** EXERCISE DATA **
// SPDX-License-Identifier: Apache-2.0

//! Cookie injection (CWE-20, CWE-113).
//!
//! WARNING: intentionally vulnerable. Both handlers let the caller pick the
//! cookie name and value; [`set_cookie_header`] also writes the raw header.

use axum::Json;
use axum::http::{HeaderMap, HeaderValue, header};
use serde::Deserialize;
use serde_json::{Value, json};

use crate::params::LenientQuery;

/// Query string for the cookie handlers.
#[derive(Debug, Default, Deserialize)]
pub struct CookieQuery {
    /// Used as both cookie name and value.
    #[serde(default)]
    pub name: String,
}

/// Cookie pair built from user input, e.g. `name=name`.
#[must_use]
pub fn cookie_pair(name: &str) -> String {
    format!("{name}={name}")
}

/// Raw `Set-Cookie` header value built from user input.
#[must_use]
pub fn raw_cookie_header(name: &str) -> String {
    format!("{name}={name};")
}

// Bytes the header encoder rejects (CR, LF, other controls) drop the header
// instead of failing the request.
fn insert_set_cookie(headers: &mut HeaderMap, value: &str) {
    if let Ok(value) = HeaderValue::from_str(value) {
        headers.insert(header::SET_COOKIE, value);
    }
}

/// `GET /vulnerabilities/set_cookie`
pub async fn set_cookie(LenientQuery(query): LenientQuery<CookieQuery>) -> (HeaderMap, Json<Value>) {
    let mut headers = HeaderMap::new();
    insert_set_cookie(&mut headers, &format!("{}; Path=/", cookie_pair(&query.name)));
    (headers, Json(json!({ "message": "Cookie set" })))
}

/// `GET /vulnerabilities/set_cookie_header`
pub async fn set_cookie_header(LenientQuery(query): LenientQuery<CookieQuery>) -> (HeaderMap, Json<Value>) {
    let mut headers = HeaderMap::new();
    insert_set_cookie(&mut headers, &raw_cookie_header(&query.name));
    (headers, Json(json!({ "message": "Raw cookie header set" })))
}
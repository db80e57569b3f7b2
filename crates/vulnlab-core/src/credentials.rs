// SPDX-License-Identifier: Apache-2.0

//! Hardcoded database credentials (CWE-798).
//!
//! WARNING: intentionally vulnerable. [`DB_USER`] and [`DB_PASSWORD`] are
//! compiled into the binary, visible to anyone with the source or the
//! artifact, and identical in every deployment.
//!
//! [`EnvCredentials`] is the matching safe pattern: secrets come from the
//! environment and stay wrapped in [`SecretString`] until used.

use secrecy::{ExposeSecret, SecretString};
use sqlx::PgPool;
use sqlx::postgres::PgConnectOptions;

/// Database user embedded in source.
pub const DB_USER: &str = "dbuser";

/// Database password embedded in source.
pub const DB_PASSWORD: &str = "s3cretp4ssword";

const DB_HOST: &str = "localhost";
const DB_NAME: &str = "pqgotest";

/// Builds the connection descriptor from the embedded credentials.
///
/// Takes no input, so the result never varies.
#[must_use]
pub fn connection_string() -> String {
    format!("postgres://{DB_USER}:{DB_PASSWORD}@{DB_HOST}/{DB_NAME}")
}

/// Opens a database handle from a connection descriptor.
pub trait Opener {
    /// Live handle returned on success.
    type Handle;
    /// Failure cause; callers of [`connect_with`] never see it.
    type Error;

    /// Opens a handle for `url`.
    fn open(&self, url: &str) -> Result<Self::Handle, Self::Error>;
}

/// Lazy Postgres pool opener backed by sqlx.
///
/// Only parses the descriptor; no connection is attempted until the pool is
/// first used. Outside a tokio runtime the open fails.
#[derive(Debug, Clone, Copy, Default)]
pub struct PgOpener;

impl Opener for PgOpener {
    type Handle = PgPool;
    type Error = sqlx::Error;

    fn open(&self, url: &str) -> Result<PgPool, sqlx::Error> {
        // sqlx panics when the pool is created without a runtime.
        if tokio::runtime::Handle::try_current().is_err() {
            return Err(sqlx::Error::Configuration(
                "no tokio runtime to host the pool".into(),
            ));
        }
        PgPool::connect_lazy(url)
    }
}

/// Opens a handle with the embedded credentials, or `None` if that fails.
///
/// The underlying error is discarded.
pub fn connect_with<O: Opener>(opener: &O) -> Option<O::Handle> {
    opener.open(&connection_string()).ok()
}

/// Opens a lazy Postgres pool with the embedded credentials.
///
/// Returns `None` when called outside a tokio runtime.
#[must_use]
pub fn connect() -> Option<PgPool> {
    connect_with(&PgOpener)
}

/// Database credentials resolved from the environment.
///
/// Reads `VULNLAB_DB_USER` and `VULNLAB_DB_PASSWORD`.
pub struct EnvCredentials {
    user: SecretString,
    password: SecretString,
}

impl EnvCredentials {
    /// Returns `None` unless both variables are set and non-empty.
    #[must_use]
    pub fn from_env() -> Option<Self> {
        let user = non_empty_var("VULNLAB_DB_USER")?;
        let password = non_empty_var("VULNLAB_DB_PASSWORD")?;
        Some(Self {
            user: SecretString::from(user),
            password: SecretString::from(password),
        })
    }

    /// Connection options for the demo database, with these credentials.
    #[must_use]
    pub fn connect_options(&self) -> PgConnectOptions {
        PgConnectOptions::new()
            .host(DB_HOST)
            .database(DB_NAME)
            .username(self.user.expose_secret())
            .password(self.password.expose_secret())
    }
}

impl std::fmt::Debug for EnvCredentials {
    fn fmt(&self, f: &mut std::fmt::Formatter<'_>) -> std::fmt::Result {
        f.debug_struct("EnvCredentials")
            .field("user", &"[REDACTED]")
            .field("password", &"[REDACTED]")
            .finish()
    }
}

fn non_empty_var(name: &str) -> Option<String> {
    std::env::var(name).ok().filter(|v| !v.is_empty())
}

/// Opens a lazy pool with credentials taken from the environment.
///
/// Returns `None` when the credentials are not configured or when called
/// outside a tokio runtime.
#[must_use]
pub fn connect_from_env() -> Option<PgPool> {
    let credentials = EnvCredentials::from_env()?;
    tokio::runtime::Handle::try_current().ok()?;
    Some(PgPool::connect_lazy_with(credentials.connect_options()))
}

** TASK TO CARRY OUT **
Here you need to write out the listing above exactly, from its first line to its last.

** OUTPUT OF THE EXERCISE **
// SPDX-License-Identifier: Apache-2.0

//! Cookie injection (CWE-20, CWE-113).
//!
//! WARNING: intentionally vulnerable. Both handlers let the caller pick the
//! cookie name and value; [`set_cookie_header`] also writes the raw header.

use axum::Json;
use axum::http::{HeaderMap, HeaderValue, header};
use serde::Deserialize;
use serde_json::{Value, json};

use crate::params::LenientQuery;

/// Query string for the cookie handlers.
#[derive(Debug, Default, Deserialize)]
pub struct CookieQuery {
    /// Used as both cookie name and value.
    #[serde(default)]
    pub name: String,
}

/// Cookie pair built from user input, e.g. `name=name`.
#[must_use]
pub fn cookie_pair(name: &str) -> String {
    format!("{name}={name}")
}

/// Raw `Set-Cookie` header value built from user input.
#[must_use]
pub fn raw_cookie_header(name: &str) -> String {
    format!("{name}={name};")
}

// Bytes the header encoder rejects (CR, LF, other controls) drop the header
// instead of failing the request.
fn insert_set_cookie(headers: &mut HeaderMap, value: &str) {
    if let Ok(value) = HeaderValue::from_str(value) {
        headers.insert(header::SET_COOKIE, value);
    }
}

/// `GET /vulnerabilities/set_cookie`
pub async fn set_cookie(LenientQuery(query): LenientQuery<CookieQuery>) -> (HeaderMap, Json<Value>) {
    let mut headers = HeaderMap::new();
    insert_set_cookie(&mut headers, &format!("{}; Path=/", cookie_pair(&query.name)));
    (headers, Json(json!({ "message": "Cookie set" })))
}

/// `GET /vulnerabilities/set_cookie_header`
pub async fn set_cookie_header(LenientQuery(query): LenientQuery<CookieQuery>) -> (HeaderMap, Json<Value>) {
    let mut headers = HeaderMap::new();
    insert_set_cookie(&mut headers, &raw_cookie_header(&query.name));
    (headers, Json(json!({ "message": "Raw cookie header set" })))
}
repository db80e57569b3f7b2
filename crates/vulnlab-core/src/credentials.rs
// SPDX-License-Identifier: Apache-2.0

//! Hardcoded database credentials (CWE-798).
//!
//! WARNING: intentionally vulnerable. [`DB_USER`] and [`DB_PASSWORD`] are
//! compiled into the binary, visible to anyone with the source or the
//! artifact, and identical in every deployment.
//!
//! [`EnvCredentials`] is the matching safe pattern: secrets come from the
//! environment and stay wrapped in [`SecretString`] until used.

use secrecy::{ExposeSecret, SecretString};
use sqlx::PgPool;
use sqlx::postgres::PgConnectOptions;

/// Database user embedded in source.
pub const DB_USER: &str = "dbuser";

/// Database password embedded in source.
pub const DB_PASSWORD: &str = "s3cretp4ssword";

const DB_HOST: &str = "localhost";
const DB_NAME: &str = "pqgotest";

/// Builds the connection descriptor from the embedded credentials.
///
/// Takes no input, so the result never varies.
#[must_use]
pub fn connection_string() -> String {
    format!("postgres://{DB_USER}:{DB_PASSWORD}@{DB_HOST}/{DB_NAME}")
}

/// Opens a database handle from a connection descriptor.
pub trait Opener {
    /// Live handle returned on success.
    type Handle;
    /// Failure cause; callers of [`connect_with`] never see it.
    type Error;

    /// Opens a handle for `url`.
    fn open(&self, url: &str) -> Result<Self::Handle, Self::Error>;
}

/// Lazy Postgres pool opener backed by sqlx.
///
/// Only parses the descriptor; no connection is attempted until the pool is
/// first used. Outside a tokio runtime the open fails.
#[derive(Debug, Clone, Copy, Default)]
pub struct PgOpener;

impl Opener for PgOpener {
    type Handle = PgPool;
    type Error = sqlx::Error;

    fn open(&self, url: &str) -> Result<PgPool, sqlx::Error> {
        // sqlx panics when the pool is created without a runtime.
        if tokio::runtime::Handle::try_current().is_err() {
            return Err(sqlx::Error::Configuration(
                "no tokio runtime to host the pool".into(),
            ));
        }
        PgPool::connect_lazy(url)
    }
}

/// Opens a handle with the embedded credentials, or `None` if that fails.
///
/// The underlying error is discarded.
pub fn connect_with<O: Opener>(opener: &O) -> Option<O::Handle> {
    opener.open(&connection_string()).ok()
}

/// Opens a lazy Postgres pool with the embedded credentials.
///
/// Returns `None` when called outside a tokio runtime.
#[must_use]
pub fn connect() -> Option<PgPool> {
    connect_with(&PgOpener)
}

/// Database credentials resolved from the environment.
///
/// Reads `VULNLAB_DB_USER` and `VULNLAB_DB_PASSWORD`.
pub struct EnvCredentials {
    user: SecretString,
    password: SecretString,
}

impl EnvCredentials {
    /// Returns `None` unless both variables are set and non-empty.
    #[must_use]
    pub fn from_env() -> Option<Self> {
        let user = non_empty_var("VULNLAB_DB_USER")?;
        let password = non_empty_var("VULNLAB_DB_PASSWORD")?;
        Some(Self {
            user: SecretString::from(user),
            password: SecretString::from(password),
        })
    }

    /// Connection options for the demo database, with these credentials.
    #[must_use]
    pub fn connect_options(&self) -> PgConnectOptions {
        PgConnectOptions::new()
            .host(DB_HOST)
            .database(DB_NAME)
            .username(self.user.expose_secret())
            .password(self.password.expose_secret())
    }
}

impl std::fmt::Debug for EnvCredentials {
    fn fmt(&self, f: &mut std::fmt::Formatter<'_>) -> std::fmt::Result {
        f.debug_struct("EnvCredentials")
            .field("user", &"[REDACTED]")
            .field("password", &"[REDACTED]")
            .finish()
    }
}

fn non_empty_var(name: &str) -> Option<String> {
    std::env::var(name).ok().filter(|v| !v.is_empty())
}

/// Opens a lazy pool with credentials taken from the environment.
///
/// Returns `None` when the credentials are not configured or when called
/// outside a tokio runtime.
#[must_use]
pub fn connect_from_env() -> Option<PgPool> {
    let credentials = EnvCredentials::from_env()?;
    tokio::runtime::Handle::try_current().ok()?;
    Some(PgPool::connect_lazy_with(credentials.connect_options()))
}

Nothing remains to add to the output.